For purposes of section 38, the current year business credit shall include the credit determined under this subsection.
The credit determined under this subsection for any taxable year is an amount equal to the aggregate credit which would be allowed to the taxpayer under subsection (d) for amounts paid into the Trans-Alaska Pipeline Liability Fund had the Oil Spill Liability Trust Fund financing rate not ceased to apply.
The amount of the credit determined under this subsection for any taxable year with respect to any taxpayer shall not exceed the excess of—
(I) the amount determined under clause (ii), over
(II) the aggregate amount of the credit determined under this subsection for prior taxable years with respect to such taxpayer.
The amount determined under this clause with respect to any taxpayer is the excess of—
(I) the aggregate amount of credit which would have been allowed under subsection (d) to the taxpayer for periods before the termination date specified in section 4611(f)(1), if amounts in the Trans-Alaska Pipeline Liability Fund which are actually transferred into the Oil Spill Liability Fund were tranferred 1 on January 1, 1990, and the Oil Spill Liability Trust Fund financing rate did not terminate before such termination date, over
(II) the aggregate amount of the credit allowed under subsection (d) to the taxpayer.
The Secretary shall from time to time transfer from the Oil Spill Liability Trust Fund to the general fund of the Treasury amounts equal to the credits allowed by reason of this subsection.
Transfers may be made under subparagraph (A) only to the extent that the unobligated balance of the Oil Spill Liability Trust Fund exceeds $1,000,000,000. If any transfer is not made by reason of the preceding sentence, such transfer shall be made as soon as permitted under such sentence.
No portion of the unused business credit for any taxable year which is attributable to the credit determined under this subsection may be carried to a taxable year beginning on or before the date of the enactment of this paragraph.
The provisions of subsections (a)(3) and (b)(3) of section 7652 shall not apply to any tax imposed by section 4611.

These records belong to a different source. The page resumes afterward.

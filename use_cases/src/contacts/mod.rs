pub mod delete_contact;
pub mod document;
pub mod download_contact;
pub mod get_contact;
pub mod list_contacts;
pub mod submit_contact;

use crate::contacts::document::RenderedDocument;
use async_trait::async_trait;
use entities::contacts::{Contact, ContactId, InvalidContactId, NewContact};
#[cfg(test)]
use mockall::automock;
use thiserror::Error;

#[derive(Error, Debug)]
pub enum ContactError {
    #[error("Invalid contact ID format")]
    InvalidId,
    #[error("Contact not found")]
    NotFound,
    #[error("Access denied")]
    Forbidden,
    #[error(transparent)]
    Internal(#[from] anyhow::Error),
}

impl From<InvalidContactId> for ContactError {
    fn from(_: InvalidContactId) -> Self {
        ContactError::InvalidId
    }
}

#[cfg_attr(test, automock)]
#[async_trait]
pub trait ContactsRepo: Send + Sync {
    /// Inserts the contact and assigns its identifier.
    async fn create(&self, contact: NewContact) -> anyhow::Result<Contact>;

    /// Every contact, in whatever order the store returns them.
    async fn find_all(&self) -> anyhow::Result<Vec<Contact>>;

    async fn find_by_id(&self, id: &ContactId) -> anyhow::Result<Option<Contact>>;

    async fn delete_by_id(&self, id: &ContactId) -> anyhow::Result<()>;
}

#[cfg_attr(test, automock)]
#[async_trait]
pub trait DocumentRenderer: Send + Sync {
    async fn render(&self, contact: &Contact) -> anyhow::Result<RenderedDocument>;
}

#[cfg_attr(test, automock)]
#[async_trait]
pub trait Notifier: Send + Sync {
    async fn send(&self, contact: &Contact, document: &RenderedDocument) -> anyhow::Result<()>;
}

/// Name under which a contact's document is handed out.
pub fn document_file_name(contact: &Contact) -> String {
    format!("{}_contact.pdf", contact.name)
}
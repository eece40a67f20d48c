use crate::errors::ApiError;
use crate::use_case_app_container::UseCaseAppContainer;
use actix_web::error::JsonPayloadError;
use actix_web::{web, HttpRequest, HttpResponse};
use anyhow::anyhow;
use serde::Serialize;
use serde_json::Value;

#[derive(Serialize, Debug)]
struct SubmitContactResponse {
    message: &'static str,
    id: String,
}

/// Body extraction failures (wrong content type, malformed JSON) are reported like any
/// other rejected submission.
pub(super) fn json_config() -> web::JsonConfig {
    web::JsonConfig::default().error_handler(|err: JsonPayloadError, _req: &HttpRequest| {
        ApiError::InternalServerError(anyhow!("Contact validation failed: {err}")).into()
    })
}

#[tracing::instrument(err, skip(app, submission), level = "info")]
pub(super) async fn submit_contact(
    submission: web::Json<Value>,
    app: web::Data<UseCaseAppContainer>,
) -> Result<HttpResponse, ApiError> {
    let contact = app
        .get_client()
        .submit_contact()
        .submit(submission.into_inner())
        .await?;

    Ok(HttpResponse::Created().json(SubmitContactResponse {
        message: "Contact saved & email sent!",
        id: contact.id.inner(),
    }))
}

(Added Pub. L. 96–510, title II, §211(a), Dec. 11, 1980, 94 Stat. 2798; amended Pub. L. 99–499, title V, §512(c), Oct. 17, 1986, 100 Stat. 1761; Pub. L. 99–509, title VIII, §8032(b), Oct. 21, 1986, 100 Stat. 1957; Pub. L. 101–239, title VII, §7505(c), Dec. 19, 1989, 103 Stat. 2363; Pub. L. 101–380, title IX, §9002, Aug. 18, 1990, 104 Stat. 574; Pub. L. 102–486, title XIX, §1922(a), Oct. 24, 1992, 106 Stat. 3028.)